The results are encouraging, displaying a confident and resilient sector that is full of ambition for the future. Growth is firmly on the agenda – through innovation, optimisation, diversification and, in some transactions, deals. Technology will be a key driver, in particular the massive potential of AI which businesses can leverage to improve the customer experience, drive increased operational efficiency and allow employees to become more productive in the areas of highest return.
This will help businesses strengthen their workforce and skills propositions, utilising people’s talents to their best effect. We also see a strong recognition in our survey of the importance of sustainability and the ESG agenda – another important factor in the recruitment and retention of talent. Not only that, there is a real commercial return from a strong ESG narrative as it can improve access to funding and increase enterprise value and deal multipliers.
But the nation’s private enterprise owners and leaders are not naïve. There is clear recognition that a variety of challenges lie ahead. Just as 2024 was a testing year of low economic growth and significant external change (including elections in both the UK and US), 2025 promises to be an unpredictable ride. The UK government has an ambitious programme to kickstart growth – but will it work and will the burden on businesses increase? How significant will the impact of measures in the Budget including a rise in employers’ National Insurance and changes to Business Property Relief be for private businesses? Further afield, will global trade wars intensify, and will the new US president impose protectionist policies that could affect the UK and other economies?
There are plenty of questions and unknowns. But what is certain is that the UK’s private enterprises are energised for the challenge and determined to succeed. It’s a picture of resilience, opportunity, growth ambition and entrepreneurial drive. It’s often said that SMEs are the engine of the UK economy – if that’s the case, the engine is purring as we get going in 2025.
I hope you enjoy reading our first KPE Barometer and that the insights it contains stimulate your own thinking and ambition.





Key findings

01 Business Outlook
A buoyant picture of diversification and growth

The results of KPMG’s inaugural Private Enterprise Barometer show that UK private enterprises are confident and poised for growth. Of the 1,500 business owners and leaders surveyed, 92% are confident about their company’s growth prospects, with 59% describing themselves as very confident.
Such high levels of optimism suggest that private enterprises have weathered the challenging trading conditions of recent times and believe they have the resilience to leverage opportunities ahead.
When asked about the main driver for this growth, the most cited factor (52% of respondents) was increased demand for their company’s products and services, followed by plans to introduce new technology (43%), plans to enter new markets or launch new products and services (43%), and a more positive outlook for the UK economy (42%).
Respondents are focusing on new opportunities and innovations. Many have expanded their product lines or diversified their service offerings, acknowledging the importance of adaptability and foresight in the current market environment. By utilising this approach, businesses can aim for long-term success in a dynamic and competitive environment.
However, it is not a universally confident picture, with nearly one in ten business leaders expressing doubts about the future. Amongst these, the most widely cited factor was cost pressures (51%) followed by a less positive outlook for the UK economy (48%).
But how will businesses achieve their growth ambitions? When asked how they will diversify, 69% said they will do so through launching new service lines or product categories, while 63% plan to enter new markets including overseas.
The most widespread international destination, unsurprisingly, is Western Europe (40%), followed by Eastern Europe (35%). North America is in the sights of nearly a third of executives (31%) while other continents such as Australasia, Asia, the Middle East and Africa all feature in the plans of around a fifth of leaders.
Top 3 destinations to enter new markets


Certainly, while businesses’ confidence is heartening, there remain many factors that could blow their ambitions off course. The global picture is volatile with ongoing geopolitical tensions and the increasing possibility of entering an era of escalating trade wars and tariffs, which could have significant implications for global trade and growth.
Businesses need to address pressure points by focusing on operations, digitisation, and sustainability. It is important for all types of businesses to maximise operational effectiveness and efficiency. Investing in the future has become increasingly important.
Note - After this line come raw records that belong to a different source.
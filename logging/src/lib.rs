// Copyright 2026 Workflow project contributors (see CONTRIBUTORS.md).
// Licensed under the Apache License, Version 2.0 (see LICENSE).

#![deny(warnings)]
#![deny(
    clippy::all,
    clippy::default_trait_access,
    clippy::expl_impl_clone_on_copy,
    clippy::if_not_else,
    clippy::needless_continue,
    clippy::unseparated_literal_suffix,
    clippy::used_underscore_binding
)]
#![allow(clippy::match_ref_pats)]
#![allow(
    clippy::len_without_is_empty,
    clippy::redundant_field_names,
    clippy::too_many_arguments
)]
#![allow(clippy::new_without_default, clippy::new_ret_no_self)]

//! The one process-wide logging backend. The engine and resolver crates only ever call through
//! the `log` facade; this crate is where a binary installs the backend that renders it, exactly
//! once, at startup.

use std::io::Write;

use log::LevelFilter;

/// Installs the global logger, honoring `RUST_LOG` if set and otherwise defaulting to the given
/// verbosity. Returns an error if a logger has already been installed (calling this twice, e.g.
/// from two test harnesses in the same process, is a programmer error elsewhere).
pub fn init(default_level: LevelFilter) -> Result<(), log::SetLoggerError> {
    env_logger::Builder::from_env(
        env_logger::Env::default().default_filter_or(default_level.to_string()),
    )
    .format(|buf, record| {
        writeln!(buf, "[{:>5}] {}", record.level(), record.args())
    })
    .try_init()
}

/// The verbosity requested on the command line, translated to a `log::LevelFilter`.
pub fn level_for_verbosity(verbose_count: u8) -> LevelFilter {
    match verbose_count {
        0 => LevelFilter::Info,
        1 => LevelFilter::Debug,
        _ => LevelFilter::Trace,
    }
}

#[cfg(test)]
mod tests {
    use super::level_for_verbosity;
    use log::LevelFilter;

    #[test]
    fn verbosity_maps_to_level() {
        assert_eq!(level_for_verbosity(0), LevelFilter::Info);
        assert_eq!(level_for_verbosity(1), LevelFilter::Debug);
        assert_eq!(level_for_verbosity(5), LevelFilter::Trace);
    }
}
Financing and deals: strong balance sheets put M&A on the agenda
For a third of respondents, acquisitions and M&A activity will be another route to growth. The responses underline the high degree of entrepreneurialism in the private business sector, as well as suggesting that a spate of dealmaking could be around the corner as businesses convert what has been largely a pent-up intention into action.
The results also uncover a striking financial confidence. Over half of business owners and leaders (54%) say that they expect to finance their diversification activities from their own balance sheets, i.e. from the company’s cash reserves, suggesting that the majority of businesses have been generating healthy profits at least a portion of which they have been able to set aside.
Of those that will be looking for external sources of funding to help finance diversification, private equity (PE) is the clear destination of choice. Over four in ten (41%) respondents cite PE, with capital markets (such as an IPO) coming next (34%). Senior debt finance – traditional borrowing from a bank – comes noticeably further back, at 27%.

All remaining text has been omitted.